_What you are asked to do_.
Copy each line of the records below, from the first through the one that contains "pub fn new(pdf: Vec<u8>, report: Option<ExtractionReport>)", exactly as written.

━━━━━ Listed records ━━━━━

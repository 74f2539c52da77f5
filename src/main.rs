//! Deep PDF - Entry point
//!
//! Serves table-aware PDF extraction over MCP on stdio.

use deep_pdf::run_server;
use tracing_subscriber::{layer::SubscriberExt, util::SubscriberInitExt};

#[tokio::main]
async fn main() -> anyhow::Result<()> {
    // stdout carries the MCP stream, so logs go to stderr
    tracing_subscriber::registry()
        .with(
            tracing_subscriber::EnvFilter::try_from_default_env()
                .unwrap_or_else(|_| "deep_pdf=info".into()),
        )
        .with(tracing_subscriber::fmt::layer().with_writer(std::io::stderr))
        .init();

    tracing::info!("Starting Deep PDF server");

    run_server().await
}
//! Document cache for uploaded PDFs and their extraction reports

use crate::extractor::ExtractionReport;
use lru::LruCache;
use parking_lot::Mutex;
use std::num::NonZeroUsize;
use std::sync::Arc;

/// A cached PDF together with the report produced from it, if any
#[derive(Debug, Clone)]
pub struct CachedDocument {
    pub pdf: Vec<u8>,
    pub report: Option<ExtractionReport>,
}

impl CachedDocument {
    pub fn new(pdf: Vec<u8>, report: Option<ExtractionReport>) -> Self {
        Self { pdf, report }
    }

    /// Bytes counted against the cache budget
    fn size(&self) -> usize {
        self.pdf.len()
    }
}

struct CacheInner {
    lru: LruCache<String, Arc<CachedDocument>>,
    total_bytes: usize,
}

/// LRU document cache with entry count and byte budget limits
pub struct CacheManager {
    inner: Mutex<CacheInner>,
    max_bytes: usize,
}

impl CacheManager {
    pub fn new(capacity: usize, max_bytes: usize) -> Self {
        let capacity = NonZeroUsize::new(capacity).unwrap_or(NonZeroUsize::MIN);
        Self {
            inner: Mutex::new(CacheInner {
                lru: LruCache::new(capacity),
                total_bytes: 0,
            }),
            max_bytes,
        }
    }

    /// Store a document.
    ///
    /// Entries larger than the whole budget are rejected and `false` is
    /// returned. Least recently used entries are evicted to make room.
    pub fn put(&self, key: String, document: CachedDocument) -> bool {
        let new_size = document.size();
        if new_size > self.max_bytes {
            return false;
        }

        let mut inner = self.inner.lock();

        if let Some(old) = inner.lru.pop(&key) {
            inner.total_bytes = inner.total_bytes.saturating_sub(old.size());
        }

        while inner.total_bytes + new_size > self.max_bytes {
            match inner.lru.pop_lru() {
                Some((evicted_key, evicted)) => {
                    tracing::debug!(key = %evicted_key, bytes = evicted.size(), "Evicted cached document");
                    inner.total_bytes = inner.total_bytes.saturating_sub(evicted.size());
                }
                None => break,
            }
        }

        // Entry count eviction happens inside LruCache::push
        if let Some((_, evicted)) = inner.lru.push(key, Arc::new(document)) {
            inner.total_bytes = inner.total_bytes.saturating_sub(evicted.size());
        }
        inner.total_bytes += new_size;
        true
    }

    pub fn get(&self, key: &str) -> Option<Arc<CachedDocument>> {
        self.inner.lock().lru.get(key).cloned()
    }

    pub fn contains(&self, key: &str) -> bool {
        self.inner.lock().lru.contains(key)
    }

    pub fn len(&self) -> usize {
        self.inner.lock().lru.len()
    }

    pub fn is_empty(&self) -> bool {
        self.inner.lock().lru.is_empty()
    }

    pub fn total_bytes(&self) -> usize {
        self.inner.lock().total_bytes
    }

    /// Generate a key that does not collide with any cached entry
    pub fn generate_unique_key(&self) -> String {
        let inner = self.inner.lock();
        loop {
            let key = uuid::Uuid::new_v4().to_string();
            if !inner.lru.contains(&key) {
                return key;
            }
        }
    }
}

━━━━━

_Response area_.
repository 74f2539c52da77f5
filename src/main.rs
//! Deep PDF - Entry point
//!
//! Serves table-aware PDF extraction over MCP on stdio.

use deep_pdf::run_server;
use tracing_subscriber::{layer::SubscriberExt, util::SubscriberInitExt};

#[tokio::main]
async fn main() -> anyhow::Result<()> {
    // stdout carries the MCP stream, so logs go to stderr
    tracing_subscriber::registry()
        .with(
            tracing_subscriber::EnvFilter::try_from_default_env()
                .unwrap_or_else(|_| "deep_pdf=info".into()),
        )
        .with(tracing_subscriber::fmt::layer().with_writer(std::io::stderr))
        .init();

    tracing::info!("Starting Deep PDF server");

    run_server().await
}
//! Document cache for uploaded PDFs and their extraction reports

use crate::extractor::ExtractionReport;
use lru::LruCache;
use parking_lot::Mutex;
use std::num::NonZeroUsize;
use std::sync::Arc;

/// A cached PDF together with the report produced from it, if any
#[derive(Debug, Clone)]
pub struct CachedDocument {
    pub pdf: Vec<u8>,
    pub report: Option<ExtractionReport>,
}

impl CachedDocument {
    pub fn new(pdf: Vec<u8>, report: Option<ExtractionReport>) -> Self {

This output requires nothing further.